Spettacolo

Sanremo, il caso Pucci: da cosa nasce e perché la Meloni è intervenuta?

Andrea Pucci si è ritirato da Sanremo dopo l'accusa mossa nei suoi confronti, sul tema è intervenuta anche il Presidente del Consiglio
Andrea Pucci
Andrea Pucci

Sanremo 2026 ha già il suo primo caso, a poco più di due settimane dal suo inizio. Nelle scorse ore, infatti, il comico Andrea Pucci ha deciso di ritirarsi dal ruolo di co-conduttore della terza serata. Dietro il motivo di questa scelta a sorpresa ci sarebbero le accuse nei suoi confronti di omofobia e fascismo che nascono da alcune prese in giro durante un suo spettacolo nei confronti di un ragazzo omosessuale presente tra gli spalti. I primi attacchi non sono, però, partiti dai social o dalla stampa. A muoversi contro Pucci e contro la decisione della RAI di affidargli, in accordo con Carlo Conti, la direzione della terza serata di Sanremo, è stato il PD. Il Partito Democratico, infatti, ha dato vita all’ondata mediatica che ha travolto Pucci e lo ha convinto a dare forfait dal Festival, chiamando in causa le battute nei confronti di Tommaso Zorzi e quelle sull’aspetto fisico del leader del PD, Elly Schlein.

L’attacco del PD a Pucci

Anche Sanremo come tutta la Rai è diventato TeleMeloni? I vertici Rai spieghino la scelta del comico Pucci, palesemente di destra, fascista e omofobo, già sulle cronache per aver preso in giro un ragazzo dello spettacolo per essere omosessuale. Un tripudio di volgarità mista a razzismo. La Rai e il governo spieghino immediatamente cosa sta succedendo” hanno scritto negli scorsi giorni i componenti del Partito Democratico della Vigilanza Rai, fomentando un movimento popolare che tramite i social si è opposta e ha accusato Pucci di fascismo e omofobia.

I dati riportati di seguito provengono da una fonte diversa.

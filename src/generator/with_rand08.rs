//! Integration with `rand` (v0.8) crate.

use super::{Rng, StdSystemTime, TimeUuidGenerator};
use rand::RngCore;

/// An adapter that implements [`Rng`] for [`RngCore`] types.
#[derive(Clone, Eq, PartialEq, Debug, Default)]
pub struct Adapter<T>(/** The wrapped [`RngCore`] type. */ pub T);

impl<T: RngCore> Rng for Adapter<T> {
    fn fill_bytes(&mut self, dest: &mut [u8]) {
        self.0.fill_bytes(dest);
    }
}

impl<T: RngCore> TimeUuidGenerator<Adapter<T>, StdSystemTime> {
    /// Creates a generator object with a specified random number generator that implements
    /// [`RngCore`] from `rand` (v0.8) crate.
    ///
    /// # Examples
    ///
    /// ```rust
    /// use timeuuid::TimeUuidGenerator;
    ///
    /// let mut g = TimeUuidGenerator::with_rand08(rand::rngs::OsRng);
    /// println!("{}", g.now());
    /// ```
    pub const fn with_rand08(rng: T) -> Self {
        Self::new(Adapter(rng))
    }
}
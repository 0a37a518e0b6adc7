use crate::error::{Error, Field};

/// Caller-supplied value for a fixed-width field (node identifier or clock sequence).
///
/// A field is either given as raw bytes, given as text whose characters each map to one byte by
/// character code (e.g. `"host01"` for a node identifier), or left to the generator's random
/// number generator.
///
/// # Examples
///
/// ```rust
/// use timeuuid::IdInput;
///
/// assert_eq!(IdInput::from("ab"), IdInput::Text("ab"));
/// assert_eq!(IdInput::from(&[0x01u8, 0x02]), IdInput::Bytes(&[0x01, 0x02]));
/// assert_eq!(IdInput::default(), IdInput::Random);
/// ```
#[derive(Copy, Clone, Eq, PartialEq, Hash, Debug, Default)]
pub enum IdInput<'a> {
    /// Raw bytes that must match the field width exactly.
    Bytes(&'a [u8]),
    /// Text of exactly as many characters as the field width, each in `U+0000..=U+00FF`.
    Text(&'a str),
    /// Draw the field from the generator's random number generator.
    #[default]
    Random,
}

impl IdInput<'_> {
    /// Resolves the input into a fixed-width array, or `None` if the field is to be drawn at
    /// random.
    pub(crate) fn resolve<const N: usize>(self, field: Field) -> Result<Option<[u8; N]>, Error> {
        debug_assert_eq!(field.width(), N);
        match self {
            Self::Bytes(bytes) => <[u8; N]>::try_from(bytes)
                .map(Some)
                .map_err(|_| Error::InvalidLength {
                    field,
                    actual: bytes.len(),
                }),
            Self::Text(text) => {
                let actual = text.chars().count();
                if actual != N {
                    return Err(Error::InvalidLength { field, actual });
                }
                let mut dst = [0u8; N];
                for (e, c) in dst.iter_mut().zip(text.chars()) {
                    *e = u8::try_from(c).map_err(|_| Error::NonByteCharacter { field, found: c })?;
                }
                Ok(Some(dst))
            }
            Self::Random => Ok(None),
        }
    }
}

impl<'a> From<&'a [u8]> for IdInput<'a> {
    fn from(src: &'a [u8]) -> Self {
        Self::Bytes(src)
    }
}

impl<'a, const N: usize> From<&'a [u8; N]> for IdInput<'a> {
    fn from(src: &'a [u8; N]) -> Self {
        Self::Bytes(src)
    }
}

impl<'a> From<&'a str> for IdInput<'a> {
    fn from(src: &'a str) -> Self {
        Self::Text(src)
    }
}

impl<'a, T: Into<IdInput<'a>>> From<Option<T>> for IdInput<'a> {
    fn from(src: Option<T>) -> Self {
        src.map_or(Self::Random, Into::into)
    }
}
use chrono::NaiveDateTime;

use crate::model::*;

use super::advance::{allowed_range, check_advance};
use super::calendar::is_within_availability;
use super::conflict::{check_no_conflict, validate_span};
use super::ScheduleError;

/// Decide whether `span` may be held on this room by a caller with `role`.
///
/// Checks run in a fixed order and stop at the first failure: span shape,
/// room status, advance-booking range, weekly availability, overlap with
/// persisted reservations (other than `exclude`).
pub fn validate(
    state: &RoomState,
    role: Option<&RoleId>,
    now: NaiveDateTime,
    span: &Span,
    exclude: Option<ReservationId>,
) -> Result<(), ScheduleError> {
    validate_span(span)?;
    if !state.room.is_available() {
        return Err(ScheduleError::RoomUnavailable(state.room.id));
    }
    check_advance(allowed_range(state, role), now, span)?;
    if !is_within_availability(&state.windows, span) {
        return Err(ScheduleError::OutsideAvailability);
    }
    check_no_conflict(state, span, exclude)
}
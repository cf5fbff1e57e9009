use chrono::NaiveDateTime;

use crate::model::*;

use super::ScheduleError;

/// The advance-booking range that applies to `role` on this room: the
/// role's own restriction if the room has one, else the room default.
pub fn allowed_range(state: &RoomState, role: Option<&RoleId>) -> AdvanceWindow {
    role.and_then(|r| state.restrictions.get(r))
        .copied()
        .unwrap_or(state.room.default_advance)
}

/// Whole days between `now` and `start`, truncated toward zero.
pub fn days_advance(now: NaiveDateTime, start: NaiveDateTime) -> i64 {
    (start - now).num_days()
}

pub fn check_advance(
    window: AdvanceWindow,
    now: NaiveDateTime,
    span: &Span,
) -> Result<(), ScheduleError> {
    if window.is_unrestricted() {
        return Ok(());
    }
    let min_days = window.min_days;
    if span.start < now {
        return Err(ScheduleError::TooSoon { min_days });
    }
    let days = days_advance(now, span.start);
    if days < i64::from(min_days) {
        return Err(ScheduleError::TooSoon { min_days });
    }
    if let Some(max_days) = window.max_days
        && days > i64::from(max_days) {
            return Err(ScheduleError::TooLate { max_days });
        }
    Ok(())
}
use std::io;
use std::path::Path;
use std::sync::{Arc, Mutex, PoisonError, RwLock};

use dashmap::mapref::entry::Entry;
use dashmap::DashMap;
use tracing::{debug, info};
use ulid::Ulid;

use crate::model::*;
use crate::schedule::ScheduleError;
use crate::wal::Wal;

use super::{enforce_exclusion, Committed, ReservationStore, RoomTx};

pub type SharedRoomState = Arc<RwLock<RoomState>>;

/// In-memory room store, optionally backed by a WAL.
///
/// Lock order is commit gate → room → WAL. The gate is shared by every
/// writer and taken exclusively by compaction so the snapshot never misses
/// a commit that reached the old log.
pub struct MemoryStore {
    rooms: DashMap<RoomId, SharedRoomState>,
    /// Reverse lookup: booking/reservation id → room id
    entity_to_room: DashMap<Ulid, RoomId>,
    wal: Option<Mutex<Wal>>,
    commit_gate: RwLock<()>,
}

impl Default for MemoryStore {
    fn default() -> Self {
        Self::new()
    }
}

impl MemoryStore {
    /// A store without durability, for tests and benches.
    pub fn new() -> Self {
        Self {
            rooms: DashMap::new(),
            entity_to_room: DashMap::new(),
            wal: None,
            commit_gate: RwLock::new(()),
        }
    }

    /// Replay the WAL at `path` and keep appending to it.
    pub fn open(path: &Path) -> io::Result<Self> {
        let (wal, events) = Wal::recover(path)?;
        let mut store = Self::new();
        for event in &events {
            store.replay_event(event);
        }
        info!(
            path = %path.display(),
            events = events.len(),
            rooms = store.rooms.len(),
            "WAL replayed"
        );
        store.wal = Some(Mutex::new(wal));
        Ok(store)
    }

    fn replay_event(&self, event: &Event) {
        match event {
            Event::RoomCreated { room } => {
                self.rooms
                    .insert(room.id, Arc::new(RwLock::new(RoomState::new(room.clone()))));
            }
            Event::RoomDeleted { id } => {
                if let Some((_, shared)) = self.rooms.remove(id) {
                    let rs = shared.read().unwrap_or_else(PoisonError::into_inner);
                    self.unmap_room(&rs);
                }
            }
            other => {
                if let Some(shared) = self.get_room(&other.room_id()) {
                    let mut rs = shared.write().unwrap_or_else(PoisonError::into_inner);
                    self.apply(&mut rs, other);
                }
            }
        }
    }

    fn get_room(&self, id: &RoomId) -> Option<SharedRoomState> {
        self.rooms.get(id).map(|e| e.value().clone())
    }

    /// Lock a room for writing, failing if it was deleted while we waited.
    fn lock_room<'a>(
        &self,
        room_id: RoomId,
        shared: &'a SharedRoomState,
    ) -> Result<std::sync::RwLockWriteGuard<'a, RoomState>, ScheduleError> {
        let guard = shared.write().unwrap_or_else(PoisonError::into_inner);
        let current = self
            .rooms
            .get(&room_id)
            .is_some_and(|e| Arc::ptr_eq(e.value(), shared));
        if !current {
            return Err(ScheduleError::NotFound(room_id));
        }
        Ok(guard)
    }

    fn wal_append(&self, events: &[Event]) -> Result<(), ScheduleError> {
        let Some(wal) = &self.wal else {
            return Ok(());
        };
        let start = std::time::Instant::now();
        let mut wal = wal.lock().unwrap_or_else(PoisonError::into_inner);
        wal.append(events)?;
        metrics::histogram!(crate::observability::WAL_COMMIT_DURATION_SECONDS)
            .record(start.elapsed().as_secs_f64());
        Ok(())
    }

    /// Apply a committed event to a locked room and keep the entity index in step.
    fn apply(&self, rs: &mut RoomState, event: &Event) {
        match event {
            Event::BookingCommitted { booking } => {
                self.entity_to_room.insert(booking.id, booking.room_id);
                for r in &booking.reservations {
                    self.entity_to_room.insert(r.id, r.room_id);
                }
            }
            Event::BookingDeleted { id, .. } => {
                if let Some(record) = rs.bookings.get(id) {
                    for rid in &record.reservation_ids {
                        self.entity_to_room.remove(rid);
                    }
                }
                self.entity_to_room.remove(id);
            }
            _ => {}
        }
        rs.apply(event);
    }

    fn unmap_room(&self, rs: &RoomState) {
        for (booking_id, record) in &rs.bookings {
            self.entity_to_room.remove(booking_id);
            for rid in &record.reservation_ids {
                self.entity_to_room.remove(rid);
            }
        }
    }

    pub fn room_count(&self) -> usize {
        self.rooms.len()
    }

    /// Rewrite the WAL as one snapshot record per room. No-op without a WAL.
    pub fn compact(&self) -> Result<(), ScheduleError> {
        let Some(wal) = &self.wal else {
            return Ok(());
        };
        let _gate = self.commit_gate.write().unwrap_or_else(PoisonError::into_inner);
        let rooms: Vec<SharedRoomState> = self.rooms.iter().map(|e| e.value().clone()).collect();
        let records: Vec<Vec<Event>> = rooms
            .iter()
            .map(|shared| {
                shared
                    .read()
                    .unwrap_or_else(PoisonError::into_inner)
                    .snapshot_events()
            })
            .collect();
        let mut wal = wal.lock().unwrap_or_else(PoisonError::into_inner);
        wal.compact(&records)?;
        debug!(rooms = records.len(), "snapshot written");
        Ok(())
    }

    pub fn appends_since_compact(&self) -> u64 {
        self.wal.as_ref().map_or(0, |wal| {
            wal.lock()
                .unwrap_or_else(PoisonError::into_inner)
                .appends_since_compact()
        })
    }
}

La reazione di Pucci, della RAI e della Meloni

La reazione di Andrea Pucci, ovviamente, non si è fatta attendere. Il comico milanese ha risposto agli attacchi con un comunicato, prendendo anche la decisione di dire addio a Sanremo e rinunciare alla sua conduzione per evitare questa esposizione mediatica. Una scelta che è stata commentata anche dalla stessa RAI, che ha condannato”il clima d’intolleranza e di violenza verbale generato nei confronti di un artista che ha fatto della satira e della comicità non conformiste il suo modo di esprimere libertà di pensiero, ma soprattutto dal Presidente del Consiglio, Giorgia Meloni che sul proprio profilo X ha scritto: “Fa riflettere che nel 2026 un artista debba sentirsi costretto a rinunciare a fare il suo lavoro a causa del clima di intimidazione e di odio che si è creato attorno a lui“.